BEGIN

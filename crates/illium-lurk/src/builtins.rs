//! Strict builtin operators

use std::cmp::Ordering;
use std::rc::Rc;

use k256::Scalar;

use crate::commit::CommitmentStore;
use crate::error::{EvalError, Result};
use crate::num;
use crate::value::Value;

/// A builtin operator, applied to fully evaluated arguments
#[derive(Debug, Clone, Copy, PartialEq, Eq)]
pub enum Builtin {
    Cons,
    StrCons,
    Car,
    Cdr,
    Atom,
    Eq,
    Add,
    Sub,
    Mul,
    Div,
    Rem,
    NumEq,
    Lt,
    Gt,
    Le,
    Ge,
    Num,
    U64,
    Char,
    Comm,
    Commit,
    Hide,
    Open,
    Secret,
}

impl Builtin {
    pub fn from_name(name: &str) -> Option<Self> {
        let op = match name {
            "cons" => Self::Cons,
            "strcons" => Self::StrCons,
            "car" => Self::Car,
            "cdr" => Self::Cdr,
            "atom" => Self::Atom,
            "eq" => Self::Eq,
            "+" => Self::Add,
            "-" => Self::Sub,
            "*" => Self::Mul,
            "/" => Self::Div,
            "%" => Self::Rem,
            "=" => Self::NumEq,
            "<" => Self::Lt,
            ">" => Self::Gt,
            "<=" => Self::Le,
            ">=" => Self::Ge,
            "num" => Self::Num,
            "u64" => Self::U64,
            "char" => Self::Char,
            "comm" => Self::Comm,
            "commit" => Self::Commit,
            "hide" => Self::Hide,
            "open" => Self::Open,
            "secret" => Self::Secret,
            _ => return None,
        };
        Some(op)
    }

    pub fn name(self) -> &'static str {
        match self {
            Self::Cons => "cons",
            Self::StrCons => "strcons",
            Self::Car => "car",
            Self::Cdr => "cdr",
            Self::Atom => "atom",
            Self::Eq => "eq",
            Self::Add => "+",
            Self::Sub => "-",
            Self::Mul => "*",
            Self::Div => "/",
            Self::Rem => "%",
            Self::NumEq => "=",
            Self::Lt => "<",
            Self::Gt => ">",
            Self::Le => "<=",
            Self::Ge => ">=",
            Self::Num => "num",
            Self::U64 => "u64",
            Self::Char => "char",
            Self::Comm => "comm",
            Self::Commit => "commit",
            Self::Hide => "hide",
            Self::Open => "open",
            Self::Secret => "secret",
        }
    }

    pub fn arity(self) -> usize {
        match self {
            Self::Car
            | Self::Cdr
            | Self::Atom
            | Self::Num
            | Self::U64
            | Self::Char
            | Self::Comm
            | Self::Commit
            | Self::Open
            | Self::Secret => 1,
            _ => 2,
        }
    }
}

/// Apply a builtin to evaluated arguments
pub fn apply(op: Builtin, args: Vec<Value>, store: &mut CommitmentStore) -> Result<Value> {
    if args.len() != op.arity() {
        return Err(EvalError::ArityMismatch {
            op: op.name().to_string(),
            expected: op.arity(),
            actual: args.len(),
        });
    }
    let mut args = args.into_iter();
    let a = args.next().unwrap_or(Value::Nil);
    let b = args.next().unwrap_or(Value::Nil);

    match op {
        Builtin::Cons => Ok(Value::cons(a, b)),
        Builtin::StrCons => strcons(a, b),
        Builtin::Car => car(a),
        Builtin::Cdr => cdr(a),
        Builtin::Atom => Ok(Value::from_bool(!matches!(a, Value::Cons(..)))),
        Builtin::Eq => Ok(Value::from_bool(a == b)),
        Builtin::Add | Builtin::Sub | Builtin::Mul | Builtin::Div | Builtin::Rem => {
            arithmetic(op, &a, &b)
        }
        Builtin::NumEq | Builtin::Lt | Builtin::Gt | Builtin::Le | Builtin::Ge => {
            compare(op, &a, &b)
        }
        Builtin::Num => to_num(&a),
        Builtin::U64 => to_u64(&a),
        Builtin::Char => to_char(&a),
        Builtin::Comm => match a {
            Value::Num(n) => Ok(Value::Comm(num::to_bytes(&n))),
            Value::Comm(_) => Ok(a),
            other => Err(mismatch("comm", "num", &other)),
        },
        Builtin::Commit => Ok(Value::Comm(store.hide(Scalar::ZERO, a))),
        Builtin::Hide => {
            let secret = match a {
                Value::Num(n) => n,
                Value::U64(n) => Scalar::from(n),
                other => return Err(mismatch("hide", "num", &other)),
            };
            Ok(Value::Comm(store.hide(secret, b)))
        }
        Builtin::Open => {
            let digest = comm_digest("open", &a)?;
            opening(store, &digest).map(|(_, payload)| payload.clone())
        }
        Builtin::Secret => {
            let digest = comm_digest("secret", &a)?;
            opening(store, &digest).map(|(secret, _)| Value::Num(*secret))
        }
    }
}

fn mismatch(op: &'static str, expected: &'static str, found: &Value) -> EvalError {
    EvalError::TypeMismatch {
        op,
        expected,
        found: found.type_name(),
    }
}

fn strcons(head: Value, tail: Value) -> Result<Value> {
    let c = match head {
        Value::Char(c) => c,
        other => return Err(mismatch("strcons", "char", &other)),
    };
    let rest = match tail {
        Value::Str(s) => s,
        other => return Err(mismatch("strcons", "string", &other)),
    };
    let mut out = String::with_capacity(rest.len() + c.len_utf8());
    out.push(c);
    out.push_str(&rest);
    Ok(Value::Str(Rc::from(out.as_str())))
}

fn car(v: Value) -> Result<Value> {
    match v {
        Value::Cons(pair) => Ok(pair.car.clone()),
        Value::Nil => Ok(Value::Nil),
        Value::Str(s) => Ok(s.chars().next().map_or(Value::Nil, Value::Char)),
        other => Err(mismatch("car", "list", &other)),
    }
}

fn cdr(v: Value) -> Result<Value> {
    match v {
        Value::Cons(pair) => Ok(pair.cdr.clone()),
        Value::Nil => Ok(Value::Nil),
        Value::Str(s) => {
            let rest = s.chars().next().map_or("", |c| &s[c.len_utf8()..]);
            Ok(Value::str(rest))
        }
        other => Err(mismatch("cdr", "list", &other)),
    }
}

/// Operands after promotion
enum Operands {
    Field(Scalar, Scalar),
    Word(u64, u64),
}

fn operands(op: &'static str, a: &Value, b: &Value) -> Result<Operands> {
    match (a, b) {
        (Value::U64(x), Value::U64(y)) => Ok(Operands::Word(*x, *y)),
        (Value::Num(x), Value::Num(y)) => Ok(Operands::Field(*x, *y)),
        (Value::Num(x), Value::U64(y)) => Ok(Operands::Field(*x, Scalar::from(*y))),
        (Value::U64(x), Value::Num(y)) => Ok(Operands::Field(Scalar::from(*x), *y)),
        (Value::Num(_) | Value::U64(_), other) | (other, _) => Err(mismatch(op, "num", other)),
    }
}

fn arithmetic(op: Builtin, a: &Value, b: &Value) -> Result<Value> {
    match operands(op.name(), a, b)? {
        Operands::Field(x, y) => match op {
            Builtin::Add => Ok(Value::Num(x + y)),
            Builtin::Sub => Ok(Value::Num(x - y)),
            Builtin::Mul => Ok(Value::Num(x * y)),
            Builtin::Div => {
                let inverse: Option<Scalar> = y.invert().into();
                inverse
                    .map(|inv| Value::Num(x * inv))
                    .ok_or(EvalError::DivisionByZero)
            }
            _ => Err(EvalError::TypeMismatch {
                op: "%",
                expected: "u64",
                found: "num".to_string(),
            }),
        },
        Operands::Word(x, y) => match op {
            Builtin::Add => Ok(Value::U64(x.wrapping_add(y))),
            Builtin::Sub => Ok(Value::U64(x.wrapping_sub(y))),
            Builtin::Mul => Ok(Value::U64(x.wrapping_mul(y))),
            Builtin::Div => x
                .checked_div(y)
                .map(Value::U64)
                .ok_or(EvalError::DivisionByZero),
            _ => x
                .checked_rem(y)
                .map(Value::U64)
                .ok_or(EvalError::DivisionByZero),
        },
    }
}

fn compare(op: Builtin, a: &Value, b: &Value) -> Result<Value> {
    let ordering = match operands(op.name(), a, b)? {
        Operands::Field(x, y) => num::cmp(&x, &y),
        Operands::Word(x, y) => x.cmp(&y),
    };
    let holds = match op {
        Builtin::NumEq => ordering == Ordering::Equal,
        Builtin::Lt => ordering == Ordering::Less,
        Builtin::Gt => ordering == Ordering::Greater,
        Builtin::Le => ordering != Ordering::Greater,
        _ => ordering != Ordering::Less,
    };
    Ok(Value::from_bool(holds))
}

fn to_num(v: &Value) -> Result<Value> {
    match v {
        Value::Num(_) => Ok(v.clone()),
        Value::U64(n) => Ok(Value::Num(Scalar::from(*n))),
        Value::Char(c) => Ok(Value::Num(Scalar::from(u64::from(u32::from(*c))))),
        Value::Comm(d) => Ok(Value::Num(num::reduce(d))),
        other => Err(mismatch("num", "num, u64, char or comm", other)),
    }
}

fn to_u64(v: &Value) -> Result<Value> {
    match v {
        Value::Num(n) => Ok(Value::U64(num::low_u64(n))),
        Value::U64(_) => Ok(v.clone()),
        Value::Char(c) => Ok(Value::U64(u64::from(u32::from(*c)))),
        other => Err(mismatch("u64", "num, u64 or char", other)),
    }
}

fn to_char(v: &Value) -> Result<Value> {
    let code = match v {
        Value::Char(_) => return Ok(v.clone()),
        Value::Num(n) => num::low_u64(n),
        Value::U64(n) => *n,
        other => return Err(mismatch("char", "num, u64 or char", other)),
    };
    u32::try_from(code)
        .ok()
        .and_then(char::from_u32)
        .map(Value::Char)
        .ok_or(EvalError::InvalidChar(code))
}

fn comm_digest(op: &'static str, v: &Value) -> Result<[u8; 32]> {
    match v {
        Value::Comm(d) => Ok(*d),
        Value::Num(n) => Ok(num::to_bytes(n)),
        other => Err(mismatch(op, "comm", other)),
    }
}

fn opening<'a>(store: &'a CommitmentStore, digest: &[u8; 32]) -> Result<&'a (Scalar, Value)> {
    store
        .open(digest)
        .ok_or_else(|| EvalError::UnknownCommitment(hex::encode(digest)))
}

END

Reading through the records above, report each line in which the string "Greater" is found.

_Exercise response:_
        Builtin::Gt => ordering == Ordering::Greater,
        Builtin::Le => ordering != Ordering::Greater,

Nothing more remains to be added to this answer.